Unioni civili e convivenze di fatto: diritti e doveri

Unioni Civili e Convivenze di fatto

Unioni civili e convivenze di fatto: diritti e doveri

Unioni civili e convivenze di fatto

La legge 76 del 2016 (Legge Cirinnà) ha voluto regolamentare le unioni civili tra persone dello stesso sesso e disciplinare le convivenze di fatto. Così il legislatore ha preso atto del diffondersi, sul piano sociologico, del fenomeno della famiglia di fatto e delle coppie omosessuali. 

E’ stata una vera e propria rivoluzione che ha determinato il superamento della concezione tradizionale di “famiglia”, fondata sull’articolo 29 della Costituzione. Così sono state introdotte le unioni civili e le convivenze di fatto che garantiscono alla coppia diritti e doveri simili a quelli matrimoniali.

Vediamo quali sono le differenze e le affinità di questi due nuovi istituti, unioni civili e convivenze di fatto, rispetto al matrimonio.

Unioni civili

Le unioni civili sono state concepite per la tutela delle coppie dello stesso sesso che a lungo sono state destinatarie di un trattamento diverso rispetto alle coppie eterosessuali e per le quali non era prevista nessuna tutela specifica. Grazie alla legge Cirinnà, i diritti acquisiti dalla coppia omosessuale sono in gran parte assimilabili a quelli tipici del matrimonio. Si tratta di diverse tipologie di diritti:

  • patrimoniali;
  • in materia di successione come la legittima;
  • al mantenimento e agli alimenti in caso di scioglimento dell’unione;
  • in materia di trattamenti pensionistici, assicurativi e previdenziali;
  • al ricongiungimento familiare e alla cittadinanza italiana per lo straniero unito civilmente.

Inoltre, nelle unioni civili, le parti possono assumere un cognome comune. Così assumono anche l’obbligo reciproco all’assistenza morale e materiale, alla coabitazione e alla contribuzione ai bisogni comuni.

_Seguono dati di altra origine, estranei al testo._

//! Show command - print the captured stack of one snapshot

use eyre::Result;
use sdb_engine::{ExecutionStack, SnapshotResolver, SyncConfig, SyncController};

use crate::{render, Cli};

/// Resolve a snapshot and print its execution stack
pub async fn show_snapshot(cli: &Cli, config: SyncConfig, id: &str) -> Result<()> {
    let debuggee = cli.debuggee()?;
    let controller = SyncController::new(cli.client(&config)?, config);
    controller.initialize(debuggee).await?;

    let resolver = SnapshotResolver::new(controller.clone());
    let breakpoint = resolver.resolve(id).await?;
    controller.shutdown();

    if !breakpoint.is_final_state {
        println!("{}", render::breakpoint_line(&breakpoint));
        println!("No snapshot has been captured yet");
        return Ok(());
    }
    if let Some(message) = breakpoint.error_message() {
        eyre::bail!("Breakpoint {id} finished with an error: {message}");
    }

    print!("{}", render::stack(&ExecutionStack::new(breakpoint)));
    Ok(())
}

A differenza di quello che avviene nel matrimonio, le unioni civili si possono sciogliere in modo più rapido. Non si deve avviare la separazione, è sufficiente che i partner comunichino all’Ufficiale di Stato Civile, anche non insieme, la loro intenzione di dividersi. Una volta trascorsi tre mesi, si può proporre domanda di divorzio.

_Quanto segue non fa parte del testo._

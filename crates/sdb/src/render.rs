//! Plain-text rendering of breakpoints and captured stacks.

use std::fmt::Write;

use sdb_common::types::RemoteBreakpoint;
use sdb_engine::{ExecutionStack, VariableNode};

/// Nesting depth after which members are elided.
const MAX_DEPTH: usize = 4;

/// One line per breakpoint: id, state, location, condition.
pub fn breakpoint_line(breakpoint: &RemoteBreakpoint) -> String {
    let state = if breakpoint.is_error() {
        "ERROR"
    } else if breakpoint.is_final_state {
        "CAPTURED"
    } else {
        "ACTIVE"
    };
    let location =
        breakpoint.location.as_ref().map(ToString::to_string).unwrap_or_else(|| "?".to_string());

    let mut line = format!("{:<24} {:<8} {}", breakpoint.id, state, location);
    if let Some(condition) = &breakpoint.condition {
        let _ = write!(line, " if {condition}");
    }
    if let Some(message) = breakpoint.error_message() {
        let _ = write!(line, " ({message})");
    }
    line
}

/// Renders every frame of `stack` with its variables.
pub fn stack(stack: &ExecutionStack) -> String {
    let mut out = String::new();
    let _ = writeln!(out, "{}", stack.title());
    for frame in stack.frames() {
        let marker = if frame.is_top() { '>' } else { ' ' };
        let _ = writeln!(out, "{marker} #{} {}", frame.index(), frame.label());
        for watch in frame.watch_results() {
            variable(&mut out, &watch, 2, "watch ");
        }
        for var in frame.variables() {
            variable(&mut out, &var, 2, "");
        }
    }
    out
}

fn variable(out: &mut String, node: &VariableNode, depth: usize, prefix: &str) {
    let indent = "  ".repeat(depth);
    let mut line = format!("{indent}{prefix}{} = {}", node.name(), node.display_value());
    if let Some(type_name) = node.type_name() {
        let _ = write!(line, " ({type_name})");
    }
    if let Some(status) = node.status_message() {
        let _ = write!(line, " [{status}]");
    }
    let _ = writeln!(out, "{line}");

    if !node.has_children() {
        return;
    }
    if depth >= MAX_DEPTH {
        let _ = writeln!(out, "{indent}  ...");
        return;
    }
    for child in node.children() {
        variable(out, &child, depth + 1, "");
    }
}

In tema di adozione, invece, c’è ancora molto da fare. In linea di principio la normativa italiana non prevede l’adozione da parte di coppie dello stesso sesso. Tuttavia con una sentenza del 2016 la Corte di Cassazione ha riconosciuto la “stepchild adoption” (estensione della responsabilità genitoriale sul figlio del partner) sottolineando la preminenza dell’interesse del minore rispetto a qualsiasi altro interesse dello Stato. E nonostante si intravedano dei segnali di apertura verso l’adozione legale all’interno delle unioni civili, molti nodi restano ancora da sciogliere su quello che rappresenta uno dei punti più discussi della legge Cirinnà.

Convivenza di fatto

La legge Cirinnà regolamenta anche le convivenze di fatto, ovvero i diritti e i doveri di coppie omosessuali o eterosessuali  che hanno deciso di vivere insieme. Tuttavia senza sancire il loro legame con il matrimonio o con l’unione civile. La convivenza può essere attestata da un’autocertificazione, redatta in carta libera e presentata al Comune di residenza. Nell’autocertificazione la coppia dichiara di convivere allo stesso indirizzo anagrafico.

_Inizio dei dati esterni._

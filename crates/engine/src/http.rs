// SDB - Snapshot Debugger
// Copyright (C) 2024 Zhuo Zhang and Wuqi Zhang
//
// This program is free software: you can redistribute it and/or modify
// it under the terms of the GNU Affero General Public License as published by
// the Free Software Foundation, either version 3 of the License, or
// (at your option) any later version.
//
// This program is distributed in the hope that it will be useful,
// but WITHOUT ANY WARRANTY; without even the implied warranty of
// MERCHANTABILITY or FITNESS FOR A PARTICULAR PURPOSE. See the
// GNU Affero General Public License for more details.
//
// You should have received a copy of the GNU Affero General Public License
// along with this program. If not, see <https://www.gnu.org/licenses/>.

//! HTTP transport against the Cloud Debugger v2 REST API.

use std::{env, time::Duration};

use eyre::Result;
use reqwest::{RequestBuilder, Response, StatusCode};
use sdb_common::{
    client::{BreakpointList, RemoteDebuggerClient},
    env::SDB_ACCESS_TOKEN,
    error::{DebuggerError, DebuggerResult},
    types::{GetBreakpointResponse, ListBreakpointsResponse, RemoteBreakpoint, SetBreakpointResponse},
};
use serde::de::DeserializeOwned;
use tracing::{debug, trace};

use crate::config::SyncConfig;

/// [`RemoteDebuggerClient`] speaking the Cloud Debugger v2 REST API.
#[derive(Debug, Clone)]
pub struct HttpDebuggerClient {
    http: reqwest::Client,
    api_root: String,
    client_version: String,
    access_token: Option<String>,
    long_timeout: Duration,
    short_timeout: Duration,
}

impl HttpDebuggerClient {
    /// Creates a client from the engine configuration. The bearer token is
    /// read from `SDB_ACCESS_TOKEN` when set.
    pub fn new(config: &SyncConfig) -> Result<Self> {
        let http = reqwest::Client::builder().build()?;
        Ok(Self {
            http,
            api_root: config.api_root.trim_end_matches('/').to_string(),
            client_version: config.client_version.clone(),
            access_token: env::var(SDB_ACCESS_TOKEN).ok().filter(|t| !t.is_empty()),
            long_timeout: config.long_timeout(),
            short_timeout: config.short_timeout(),
        })
    }

    /// Overrides the bearer token.
    pub fn with_access_token(mut self, token: impl Into<String>) -> Self {
        self.access_token = Some(token.into());
        self
    }

    /// Root URL requests are sent to.
    pub fn api_root(&self) -> &str {
        &self.api_root
    }

    fn breakpoints_url(&self, debuggee_id: &str) -> String {
        format!("{}/v2/debugger/debuggees/{}/breakpoints", self.api_root, debuggee_id)
    }

    fn authorize(&self, request: RequestBuilder) -> RequestBuilder {
        match &self.access_token {
            Some(token) => request.bearer_auth(token),
            None => request,
        }
    }

    async fn send(&self, request: RequestBuilder) -> DebuggerResult<Response> {
        let response = self.authorize(request).send().await.map_err(map_transport_error)?;
        let status = response.status();
        if status.is_success() {
            return Ok(response);
        }

        let body = response.text().await.unwrap_or_default();
        trace!("Request failed with {}: {}", status, body);
        Err(map_status(status, &body))
    }
}

async fn decode<T: DeserializeOwned>(response: Response) -> DebuggerResult<T> {
    response.json::<T>().await.map_err(map_transport_error)
}

fn map_transport_error(err: reqwest::Error) -> DebuggerError {
    if err.is_timeout() {
        DebuggerError::Timeout
    } else {
        DebuggerError::remote(err)
    }
}

fn map_status(status: StatusCode, body: &str) -> DebuggerError {
    match status {
        StatusCode::CONFLICT => DebuggerError::Conflict,
        StatusCode::NOT_FOUND => DebuggerError::NotFound { id: String::new() },
        StatusCode::REQUEST_TIMEOUT | StatusCode::GATEWAY_TIMEOUT => DebuggerError::Timeout,
        _ => {
            let message = error_message(body).unwrap_or_else(|| status.to_string());
            DebuggerError::Remote(message)
        }
    }
}

/// Extracts `error.message` from a Google API error body.
fn error_message(body: &str) -> Option<String> {
    let value: serde_json::Value = serde_json::from_str(body).ok()?;
    value.pointer("/error/message")?.as_str().map(str::to_string)
}

fn with_id(err: DebuggerError, id: &str) -> DebuggerError {
    match err {
        DebuggerError::NotFound { .. } => DebuggerError::not_found(id),
        other => other,
    }
}

impl RemoteDebuggerClient for HttpDebuggerClient {
    async fn list_breakpoints(
        &self,
        debuggee_id: &str,
        wait_token: Option<&str>,
    ) -> DebuggerResult<BreakpointList> {
        let mut query: Vec<(&str, &str)> = vec![
            ("includeInactive", "true"),
            ("action.value", "CAPTURE"),
            ("stripResults", "true"),
            ("clientVersion", &self.client_version),
        ];
        if let Some(token) = wait_token {
            query.push(("waitToken", token));
        }

        trace!("Listing breakpoints of {} (token {:?})", debuggee_id, wait_token);
        let request =
            self.http.get(self.breakpoints_url(debuggee_id)).query(&query).timeout(self.long_timeout);
        let response = self.send(request).await.map_err(|e| with_id(e, debuggee_id))?;
        let list: ListBreakpointsResponse = decode(response).await?;
        debug!("Listed {} breakpoints of {}", list.breakpoints.len(), debuggee_id);
        Ok(list.into())
    }

    async fn set_breakpoint(
        &self,
        debuggee_id: &str,
        breakpoint: RemoteBreakpoint,
    ) -> DebuggerResult<RemoteBreakpoint> {
        let url = format!("{}/set", self.breakpoints_url(debuggee_id));
        let request = self
            .http
            .post(url)
            .query(&[("clientVersion", self.client_version.as_str())])
            .json(&breakpoint)
            .timeout(self.short_timeout);
        let response = self.send(request).await.map_err(|e| with_id(e, debuggee_id))?;
        let body: SetBreakpointResponse = decode(response).await?;
        // An absent breakpoint surfaces as an empty id
        Ok(body.breakpoint.unwrap_or_default())
    }

    async fn delete_breakpoint(&self, debuggee_id: &str, breakpoint_id: &str) -> DebuggerResult<()> {
        let url = format!("{}/{}", self.breakpoints_url(debuggee_id), breakpoint_id);
        let request = self
            .http
            .delete(url)
            .query(&[("clientVersion", self.client_version.as_str())])
            .timeout(self.short_timeout);
        self.send(request).await.map_err(|e| with_id(e, breakpoint_id))?;
        Ok(())
    }

    async fn get_breakpoint(
        &self,
        debuggee_id: &str,
        breakpoint_id: &str,
    ) -> DebuggerResult<RemoteBreakpoint> {
        let url = format!("{}/{}", self.breakpoints_url(debuggee_id), breakpoint_id);
        let request = self
            .http
            .get(url)
            .query(&[("clientVersion", self.client_version.as_str())])
            .timeout(self.short_timeout);
        let response = self.send(request).await.map_err(|e| with_id(e, breakpoint_id))?;
        let body: GetBreakpointResponse = decode(response).await?;
        body.breakpoint.ok_or_else(|| DebuggerError::not_found(breakpoint_id))
    }
}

Lo status di convivente di fatto comporta il riconoscimento di specifici doveri e diritti  assimilabili a quelli delle coppie unite in matrimonio. Ad esempio in caso di malattia al convivente è riconosciuto il diritto di visita, di assistenza, di accesso alle informazioni personali dell’altro. In caso di morte, il convivente superstite ha il diritto di continuare ad abitare nella casa del convivente deceduto per un periodo che va dai due a un massimo di cinque anni. Nel caso in cui uno dei conviventi di fatto sia conduttore del contratto di locazione della casa di comune residenza, in caso di morte del medesimo o di recesso dal contratto, l’altro convivente ha facoltà di succedergli nel contratto.

In caso di cessazione della convivenza di fatto, il convivente economicamente più debole ha diritto a ricevere gli alimenti. Inoltre, i conviventi di fatto possono disciplinare i rapporti patrimoniali relativi alla loro vita in comune con un “contratto di convivenza” redatto da un notaio o un avvocato.